Uma grave acusação de armação política contra o deputado Alfredo Gaspar (PL-AL), candidato a vice-presidente na chapa de Flávio Bolsonaro, ganhou repercussão após o depoimento de um comerciante à Polícia Legislativa da Câmara dos Deputados.
Luiz Antônio Lopes afirmou ter recebido R$ 16,5 mil, divididos em três transferências bancárias, para repassar a uma mulher que, segundo seu relato, seria apresentada como vítima de Alfredo Gaspar. O comerciante declarou ainda que ela utilizaria uma identidade falsa para sustentar a acusação. O relato foi repercutido por diferentes veículos de imprensa.
O caso chama ainda mais atenção porque a acusação original contra Gaspar era de estupro de vulnerável e havia sido levada às autoridades pelo deputado Lindbergh Farias (PT-RJ) e pela senadora Soraya Thronicke. Gaspar sempre negou a acusação.
No novo depoimento, Lopes também afirmou ter participado de uma reunião virtual na qual Lindbergh estaria presente. Segundo o comerciante, a suposta trama teria sido discutida nesse encontro. Até agora, entretanto, não foi apresentada publicamente gravação dessa reunião que comprove a participação do parlamentar.
Lindbergh nega categoricamente qualquer envolvimento e acionou o Supremo Tribunal Federal para pedir a suspensão e a nulidade do procedimento da Polícia Legislativa. O deputado também pediu a apuração de eventual falso testemunho e sustenta que as declarações de Lopes são falsas.

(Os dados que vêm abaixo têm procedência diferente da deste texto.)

use std::sync::{Arc, Mutex};
use std::time::Duration;

use crate::config::PaymentConfig;
use crate::database::operations::unix_now;
use crate::database::CursorStore;
use crate::error::{Result, WatcherError};
use crate::logging::LogContext;
use crate::registry::ExpiringRegistry;
use crate::scheduler::PeriodicTask;

/// A payment some caller is waiting for
#[derive(Debug, Clone, PartialEq, Eq)]
pub struct PendingPayment {
    pub address: String,
    pub amount: u64,
}

/// Book of expected payments keyed by a caller-chosen uid.
///
/// Entries live in memory for fast lookup and are mirrored into the store
/// (the uid is the row's message) so they can be restored after a restart.
pub struct PendingPayments {
    registry: Arc<ExpiringRegistry<String, PendingPayment>>,
    store: Arc<CursorStore>,
    default_ttl: Option<Duration>,
    sweeper: Mutex<Option<PeriodicTask>>,
}

impl PendingPayments {
    pub fn new(store: Arc<CursorStore>, config: &PaymentConfig) -> Self {
        Self {
            registry: Arc::new(ExpiringRegistry::new()),
            store,
            default_ttl: config.default_ttl(),
            sweeper: Mutex::new(None),
        }
    }

    /// Register `uid`. `None` applies the configured default ttl, a zero ttl
    /// never expires.
    pub fn expect(&self, uid: &str, address: &str, amount: u64, ttl: Option<Duration>) -> Result<()> {
        let ttl = ttl.or(self.default_ttl);

        if let Some(previous) = self.registry.get(&uid.to_string()) {
            self.store.remove_transaction(&previous.address, uid)?;
        }
        self.store.record_transaction(address, amount, uid, ttl)?;
        self.registry.set(
            uid.to_string(),
            PendingPayment {
                address: address.to_string(),
                amount,
            },
            ttl,
        );

        LogContext::new("pending_payments", "expect")
            .with_address(address)
            .with_metadata("uid", serde_json::json!(uid))
            .with_metadata("amount", serde_json::json!(amount))
            .with_metadata("ttl_seconds", serde_json::json!(ttl.map(|t| t.as_secs())))
            .debug("Expecting payment");
        Ok(())
    }

    pub fn get(&self, uid: &str) -> Option<PendingPayment> {
        self.registry.get(&uid.to_string())
    }

    /// Remove `uid` from the book and the store once its payment arrived
    pub fn consume(&self, uid: &str) -> Result<Option<PendingPayment>> {
        let key = uid.to_string();
        let Some(payment) = self.registry.get(&key) else {
            return Ok(None);
        };

        self.store.remove_transaction(&payment.address, uid)?;
        Ok(self.registry.take(&key))
    }

    /// Reload the stored, unexpired obligations of `address` with their
    /// remaining lifetime. Returns how many were restored.
    pub fn restore(&self, address: &str) -> Result<usize> {
        let rows = self.store.list_transactions(address)?;
        let now = unix_now();

        for row in &rows {
            let ttl = row
                .expires_at
                .map(|at| Duration::from_secs((at - now).max(1) as u64));
            self.registry.set(
                row.message.clone(),
                PendingPayment {
                    address: row.address.clone(),
                    amount: row.amount,
                },
                ttl,
            );
        }

        LogContext::new("pending_payments", "restore")
            .with_address(address)
            .with_metadata("restored", serde_json::json!(rows.len()))
            .info(&format!("Restored {} pending payments", rows.len()));
        Ok(rows.len())
    }

    /// Number of live expectations
    pub fn len(&self) -> usize {
        self.registry.len()
    }

    pub fn is_empty(&self) -> bool {
        self.registry.is_empty()
    }

    /// Sweep expired entries from memory and the store every `interval`
    pub fn start(&self, interval: Duration) {
        let registry = Arc::clone(&self.registry);
        let store = Arc::clone(&self.store);
        let task = PeriodicTask::spawn("pending_payments_sweep", interval, move || {
            let registry = Arc::clone(&registry);
            let store = Arc::clone(&store);
            async move {
                registry.sweep();
                store.purge_expired()?;
                Ok::<(), WatcherError>(())
            }
        });

        if let Ok(mut slot) = self.sweeper.lock() {
            *slot = Some(task);
        }
    }

    /// Stop the sweep; safe to call repeatedly
    pub async fn stop(&self) {
        let task = self.sweeper.lock().ok().and_then(|mut slot| slot.take());
        if let Some(task) = task {
            task.stop().await;
        }
    }
}
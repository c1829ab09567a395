use std::sync::atomic::{AtomicU64, Ordering};
use std::sync::{Arc, Mutex};
use std::time::Duration;

use crate::blockchain::handler::{dispatch, EventHandler, HandlerId, HandlerSet};
use crate::blockchain::port::LedgerReadPort;
use crate::config::PaymentConfig;
use crate::database::CursorPersistence;
use crate::error::{Result, WatcherError};
use crate::logging::{LogContext, MetricsLogger};
use crate::models::TransactionRecord;
use crate::scheduler::PeriodicTask;

/// Polls one address's recent transactions and reports inbound payments.
///
/// Only the `result_limit` newest transactions are looked at per poll, so a
/// burst larger than that between two polls can go unreported.
pub struct PaymentWatcher {
    core: Arc<PaymentCore>,
    task: Mutex<Option<PeriodicTask>>,
}

struct PaymentCore {
    ledger: Arc<dyn LedgerReadPort>,
    store: Option<Arc<dyn CursorPersistence>>,
    address: String,
    result_limit: u32,
    poll_interval: Duration,
    handler: HandlerSet<TransactionRecord>,
    last_seen: AtomicU64,
}

impl PaymentWatcher {
    /// A watcher for `address`; with a `store` the high-water mark survives restarts
    pub fn new(
        ledger: Arc<dyn LedgerReadPort>,
        address: impl Into<String>,
        config: &PaymentConfig,
        store: Option<Arc<dyn CursorPersistence>>,
    ) -> Self {
        Self {
            core: Arc::new(PaymentCore {
                ledger,
                store,
                address: address.into(),
                result_limit: config.result_limit,
                poll_interval: config.poll_interval(),
                handler: HandlerSet::new(),
                last_seen: AtomicU64::new(0),
            }),
            task: Mutex::new(None),
        }
    }

    /// Treat everything up to `lt` as already seen
    pub fn with_last_logical_time(self, lt: u64) -> Self {
        self.core.last_seen.store(lt, Ordering::SeqCst);
        self
    }

    /// Install the payment handler, replacing any previous one
    pub fn set_handler<H>(&self, handler: H) -> HandlerId
    where
        H: EventHandler<TransactionRecord> + 'static,
    {
        self.core.handler.replace(Arc::new(handler))
    }

    pub fn address(&self) -> &str {
        &self.core.address
    }

    pub fn last_seen_logical_time(&self) -> u64 {
        self.core.last_seen.load(Ordering::SeqCst)
    }

    pub fn is_running(&self) -> bool {
        self.task
            .lock()
            .map(|slot| slot.as_ref().map_or(false, PeriodicTask::is_running))
            .unwrap_or(false)
    }

    /// Poll once. Returns the number of payments dispatched.
    pub async fn check_payments(&self) -> Result<usize> {
        self.core.check_payments().await
    }

    /// Start polling on a fixed delay.
    ///
    /// When a store is attached and no mark was seeded, the stored mark is
    /// restored first.
    pub async fn start(&self) -> Result<()> {
        if self.is_running() {
            return Err(WatcherError::Lifecycle(format!(
                "payment watcher for {} is already running",
                self.core.address
            )));
        }

        if let Some(store) = &self.core.store {
            if self.last_seen_logical_time() == 0 {
                let stored = store.get_last_logical_time(&self.core.address)?;
                self.core.last_seen.store(stored, Ordering::SeqCst);
            }
        }

        let core = Arc::clone(&self.core);
        let task = PeriodicTask::spawn("payment_watcher", self.core.poll_interval, move || {
            let core = Arc::clone(&core);
            async move { core.check_payments().await.map(|_| ()) }
        });

        if let Ok(mut slot) = self.task.lock() {
            *slot = Some(task);
        }

        LogContext::new("payment_watcher", "start")
            .with_address(&self.core.address)
            .with_logical_time(self.last_seen_logical_time())
            .info("Payment watcher started");
        Ok(())
    }

    /// Stop polling; safe to call repeatedly
    pub async fn stop(&self) {
        let task = self.task.lock().ok().and_then(|mut slot| slot.take());
        if let Some(task) = task {
            task.stop().await;
            LogContext::new("payment_watcher", "stop")
                .with_address(&self.core.address)
                .info("Payment watcher stopped");
        }
    }
}

impl PaymentCore {
    async fn check_payments(&self) -> Result<usize> {
        let transactions = self
            .ledger
            .get_account_transactions(&self.address, self.result_limit, None)
            .await?;

        let last_seen = self.last_seen.load(Ordering::SeqCst);
        let handlers = self.handler.snapshot();
        let mut newest = last_seen;
        let mut detected = 0;

        for transaction in transactions.iter().filter(|tx| tx.logical_time() > last_seen) {
            newest = newest.max(transaction.logical_time());

            if !transaction.is_inbound_payment_to(&self.address) {
                continue;
            }

            MetricsLogger::log_payment_detected(
                &self.address,
                transaction.logical_time(),
                transaction.hash(),
                transaction.value(),
            );
            for handler in &handlers {
                let context = LogContext::new("payment_watcher", "handler")
                    .with_address(&self.address)
                    .with_logical_time(transaction.logical_time())
                    .with_transaction_hash(transaction.hash());
                dispatch(Arc::clone(handler), transaction.clone(), context);
            }
            detected += 1;
        }

        if newest > last_seen {
            if let Some(store) = &self.store {
                store.set_last_logical_time(&self.address, newest)?;
            }
            self.last_seen.store(newest, Ordering::SeqCst);
        }

        Ok(detected)
    }
}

A revelação também levanta questionamentos sobre a repercussão dada ao caso. Enquanto a acusação original contra Alfredo Gaspar circulou amplamente no debate político, agora surge uma versão segundo a qual a própria denúncia teria sido fabricada.
Até o momento desta publicação, nas buscas realizadas, não foi localizada checagem das principais agências brasileiras de verificação de fatos — como Aos Fatos, Lupa, Estadão Verifica ou Fato ou Fake — classificando como falsa a notícia sobre a existência desse novo depoimento e das acusações feitas pelo comerciante. Isso, porém, não significa que o conteúdo do depoimento esteja comprovado: uma agência não ter publicado um desmentido não transforma uma alegação em fato.
O próprio caso já chegou à imprensa de maior alcance. A Folha de S.Paulo publicou reportagem sobre o envio do depoimento ao STF, destacando tanto as acusações contra Lindbergh quanto a negativa do petista.
Agora, a questão central é saber se as alegações de Lopes serão sustentadas por provas, incluindo registros bancários, mensagens e outros elementos capazes de demonstrar quem realizou os pagamentos e qual teria sido sua finalidade. Até que essa apuração seja concluída, a suposta fabricação da denúncia deve ser apresentada jornalisticamente como acusação sob investigação, e não como fato definitivamente comprovado.